XLV. Todavia, Címon a tomou, como escrevemos em sua vida, e, procurando aquela sepultura, teve a boa fortuna de perceber uma águia que batia com o bico e encravava as garras num lugar um pouco relevado; assim lhe veio incontinente, como por inspiração divina, a ideia de cavar esse ponto, onde se encontrou a sepultura de um grande corpo, com a ponta de uma lança de bronze e uma espada. Essas coisas foram todas levadas para Atenas por Címon, em sua galera-capitânia, que os Atenienses receberam com grande alegria, realizando procissões e sacrifícios magníficos, exatamente como se Teseu estivesse vivo e regressasse à cidade; e jazem ainda hoje essas relíquias em pleno centro da cidade, perto do parque52 onde os jovens praticam exercícios físicos e onde há livre trânsito para os escravos e todos os pobres aflitos perseguidos pelos mais poderosos do que eles: em memória de haver sido Teseu em vida protetor dos oprimidos, tendo acatado com humanidade as súplicas dos que lhe pediam auxílio .
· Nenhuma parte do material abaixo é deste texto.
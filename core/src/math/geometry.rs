use crate::model::BoundingBox;

/// Screen-space point, y growing downwards.
#[derive(Debug, Clone, Copy, PartialEq)]
pub struct Point2 {
    pub x: f32,
    pub y: f32,
}

impl Point2 {
    pub const fn new(x: f32, y: f32) -> Self {
        Self { x, y }
    }
}

pub struct GeometryHelper;

impl GeometryHelper {
    /// Rotates `point` about the origin by `degrees`, clockwise on screen.
    pub fn rotate(point: Point2, degrees: f32) -> Point2 {
        let (sin, cos) = degrees.to_radians().sin_cos();
        Point2::new(point.x * cos - point.y * sin, point.x * sin + point.y * cos)
    }

    /// Wraps an angle into `[0, 360)`.
    pub fn wrap_degrees(degrees: f32) -> f32 {
        let wrapped = degrees.rem_euclid(360.0);
        if wrapped >= 360.0 {
            0.0
        } else {
            wrapped
        }
    }

    pub fn iou(a: &BoundingBox, b: &BoundingBox) -> f32 {
        let ix1 = a.x1.max(b.x1);
        let iy1 = a.y1.max(b.y1);
        let ix2 = a.x2.min(b.x2);
        let iy2 = a.y2.min(b.y2);
        let intersection = (ix2 - ix1).max(0.0) * (iy2 - iy1).max(0.0);
        let union = a.area() + b.area() - intersection;
        if union <= 0.0 {
            0.0
        } else {
            intersection / union
        }
    }
}
pub mod geometry;

pub use geometry::{GeometryHelper, Point2};
use crate::config::RadarConfig;
use crate::math::{GeometryHelper, Point2};
use crate::render::Rgba;
use rand::{rngs::StdRng, Rng, SeedableRng};

const GRID_SPACING: f32 = 40.0;
const RING_RADII: [f32; 2] = [40.0, 80.0];
const BLIP_RADIUS: f32 = 5.0;
const CAPTION_INSET: f32 = 5.0;
/// Nose, left wing, right wing; unrotated the nose points up.
const OWN_SHIP_GLYPH: [Point2; 3] = [
    Point2::new(0.0, -10.0),
    Point2::new(-8.0, 8.0),
    Point2::new(8.0, 8.0),
];

pub const BACKGROUND: Rgba = Rgba::rgb(10, 15, 25);
pub const GRID_COLOR: Rgba = Rgba::rgba(0, 255, 255, 50);
pub const RING_COLOR: Rgba = Rgba::rgba(0, 255, 0, 150);
pub const BLIP_COLOR: Rgba = Rgba::rgb(255, 50, 50);
pub const OWN_SHIP_COLOR: Rgba = Rgba::rgb(0, 255, 255);
pub const CAPTION_COLOR: Rgba = Rgba::rgb(200, 200, 200);

/// Own-ship yaw in degrees, always within `[0, 360)`.
#[derive(Debug, Clone, Copy, PartialEq, Default)]
pub struct Heading(f32);

impl Heading {
    pub fn new(degrees: f32) -> Self {
        Self(GeometryHelper::wrap_degrees(degrees))
    }

    pub fn degrees(&self) -> f32 {
        self.0
    }

    pub fn advance(self, step: f32) -> Self {
        Self::new(self.0 + step)
    }
}

/// Blip offset from own-ship in display units.
#[derive(Debug, Clone, Copy, PartialEq, Eq)]
pub struct RadarTarget {
    pub offset_x: i32,
    pub offset_y: i32,
}

#[derive(Debug, Clone, Copy, PartialEq)]
pub struct Segment {
    pub from: Point2,
    pub to: Point2,
}

#[derive(Debug, Clone, Copy, PartialEq)]
pub struct Circle {
    pub center: Point2,
    pub radius: f32,
}

#[derive(Debug, Clone, PartialEq)]
pub struct Caption {
    pub position: Point2,
    pub text: String,
}

/// Everything needed to paint one radar frame, in widget pixel coordinates.
#[derive(Debug, Clone, PartialEq, Default)]
pub struct RadarScene {
    pub width: f32,
    pub height: f32,
    pub grid: Vec<Segment>,
    pub rings: Vec<Circle>,
    pub blips: Vec<Circle>,
    pub own_ship: Option<[Point2; 3]>,
    pub heading: Heading,
    pub caption: Option<Caption>,
}

impl RadarScene {
    pub fn is_empty(&self) -> bool {
        self.width <= 0.0 || self.height <= 0.0
    }
}

/// Tactical top-down display holding the fixed decoy blips.
#[derive(Debug, Clone)]
pub struct RadarView {
    targets: Vec<RadarTarget>,
    caption: String,
}

impl RadarView {
    pub fn new(targets: Vec<RadarTarget>, caption: impl Into<String>) -> Self {
        Self {
            targets,
            caption: caption.into(),
        }
    }

    /// Builds the view with decorative blips scattered inside the configured span.
    pub fn with_decoys<R: Rng>(config: &RadarConfig, rng: &mut R) -> Self {
        let span_x = config.decoy_span_x.saturating_abs();
        let span_y = config.decoy_span_y.saturating_abs();
        let targets = (0..config.decoy_targets)
            .map(|_| RadarTarget {
                offset_x: rng.gen_range(-span_x..=span_x),
                offset_y: rng.gen_range(-span_y..=span_y),
            })
            .collect();
        Self::new(targets, config.caption.clone())
    }

    pub fn from_config(config: &RadarConfig) -> Self {
        let mut rng = match config.seed {
            Some(seed) => StdRng::seed_from_u64(seed),
            None => StdRng::from_entropy(),
        };
        Self::with_decoys(config, &mut rng)
    }

    pub fn targets(&self) -> &[RadarTarget] {
        &self.targets
    }

    /// Composes the scene for a widget of `width` x `height` pixels.
    pub fn scene(&self, heading: Heading, width: f32, height: f32) -> RadarScene {
        if width <= 0.0 || height <= 0.0 {
            return RadarScene {
                heading,
                ..Default::default()
            };
        }

        let center = Point2::new((width / 2.0).floor(), (height / 2.0).floor());

        let mut grid = Vec::new();
        let mut x = 0.0;
        while x < width {
            grid.push(Segment {
                from: Point2::new(x, 0.0),
                to: Point2::new(x, height),
            });
            x += GRID_SPACING;
        }
        let mut y = 0.0;
        while y < height {
            grid.push(Segment {
                from: Point2::new(0.0, y),
                to: Point2::new(width, y),
            });
            y += GRID_SPACING;
        }

        let rings = RING_RADII
            .iter()
            .map(|&radius| Circle { center, radius })
            .collect();

        let blips = self
            .targets
            .iter()
            .map(|target| Circle {
                center: Point2::new(
                    center.x + target.offset_x as f32,
                    center.y + target.offset_y as f32,
                ),
                radius: BLIP_RADIUS,
            })
            .collect();

        let own_ship = OWN_SHIP_GLYPH.map(|vertex| {
            let rotated = GeometryHelper::rotate(vertex, heading.degrees());
            Point2::new(center.x + rotated.x, center.y + rotated.y)
        });

        RadarScene {
            width,
            height,
            grid,
            rings,
            blips,
            own_ship: Some(own_ship),
            heading,
            caption: Some(Caption {
                position: Point2::new(CAPTION_INSET, height - CAPTION_INSET),
                text: self.caption.clone(),
            }),
        }
    }
}
use crate::generator::messages::vehicle_messages;
use crate::generator::profile::{FlightGenerator, VehicleState};
use crate::workflow::config::SimulatorConfig;
use anyhow::Context;
use log::{info, warn};
use mavlink::common::MavMessage;
use mavlink::{MavConnection, MavHeader};
use std::io::Write;
use std::time::Duration;
use tokio::time;

const SYSTEM_ID: u8 = 1;
const COMPONENT_ID: u8 = 1;

#[derive(Clone)]
pub struct Runner {
    config: SimulatorConfig,
}

impl Runner {
    pub fn new(config: SimulatorConfig) -> Self {
        Self { config }
    }

    /// Steps the flight `steps` times and writes each snapshot as a JSON line.
    pub fn offline<W: Write>(&self, steps: usize, out: &mut W) -> anyhow::Result<Vec<VehicleState>> {
        let dt = self.config.step_seconds();
        let mut generator = FlightGenerator::new(self.config.profile.clone());
        let mut states = Vec::with_capacity(steps);
        for _ in 0..steps {
            let state = generator.step(dt);
            let line = serde_json::to_string(&state).context("serializing vehicle state")?;
            writeln!(out, "{}", line).context("writing offline report")?;
            states.push(state);
        }
        Ok(states)
    }

    /// Transmits the flight at the configured rate until Ctrl+C.
    pub async fn serve(&self) -> anyhow::Result<()> {
        let connection = mavlink::connect::<MavMessage>(&self.config.endpoint)
            .with_context(|| format!("opening {}", self.config.endpoint))?;
        info!("transmitting on {}", self.config.endpoint);

        let dt = self.config.step_seconds();
        let mut generator = FlightGenerator::new(self.config.profile.clone());
        let mut ticker = time::interval(Duration::from_secs_f32(dt));
        let mut sequence: u8 = 0;

        loop {
            tokio::select! {
                _ = ticker.tick() => {
                    let state = generator.step(dt);
                    for message in vehicle_messages(&state) {
                        let header = MavHeader {
                            system_id: SYSTEM_ID,
                            component_id: COMPONENT_ID,
                            sequence,
                        };
                        sequence = sequence.wrapping_add(1);
                        if let Err(err) = connection.send(&header, &message) {
                            warn!("send failed: {}", err);
                        }
                    }
                    if state.time_s.fract() < dt {
                        info!(
                            "t={:.0}s alt {:.1} m, speed {:.1} m/s, battery {:.0}%",
                            state.time_s, state.altitude_m, state.groundspeed_mps, state.battery_percent
                        );
                    }
                }
                signal = tokio::signal::ctrl_c() => {
                    signal.context("awaiting Ctrl+C to exit")?;
                    info!("stopping transmission");
                    return Ok(());
                }
            }
        }
    }
}

#[cfg(test)]
mod tests {
    use super::*;

    #[test]
    fn offline_run_emits_one_line_per_step() {
        let runner = Runner::new(SimulatorConfig::default());
        let mut out = Vec::new();
        let states = runner.offline(25, &mut out).unwrap();
        assert_eq!(states.len(), 25);
        let text = String::from_utf8(out).unwrap();
        assert_eq!(text.lines().count(), 25);
        assert!(text.lines().next().unwrap().contains("\"altitude_m\""));
    }
}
XLVI. Sacrifícios em sua honra

XLVI. O maior e mais solene sacrifício em sua honra é feito no oitavo dia53 de outubro, no qual ele voltou de Cândia54 com os outros jovens infantes de Atenas; mas não se deixa ainda de. honrá-lo todos os oitavos dias dos outros meses, ou porque ele chegou de Trezena a Atenas no oitavo dia de junho55, assim como escreve Diodoro o geógrafo, ou porque estimavam que aquele número lhe fosse mais conveniente, visto como havia o rumor de que fora engendrado por Netuno, E também a Netuno se sacrificam todos os oitavos dias de cada mês, porque o número oito56 é o primeiro cúbico que procede de número par e o dobro do primeiro número quadrado, que representa uma firmeza imóvel, propriamente atribuída à potência de Netuno, o qual por essa razão sobrenomeamos Asfálio e Geioco, o que vale tanto como dizer assegurar e afirmar a terra.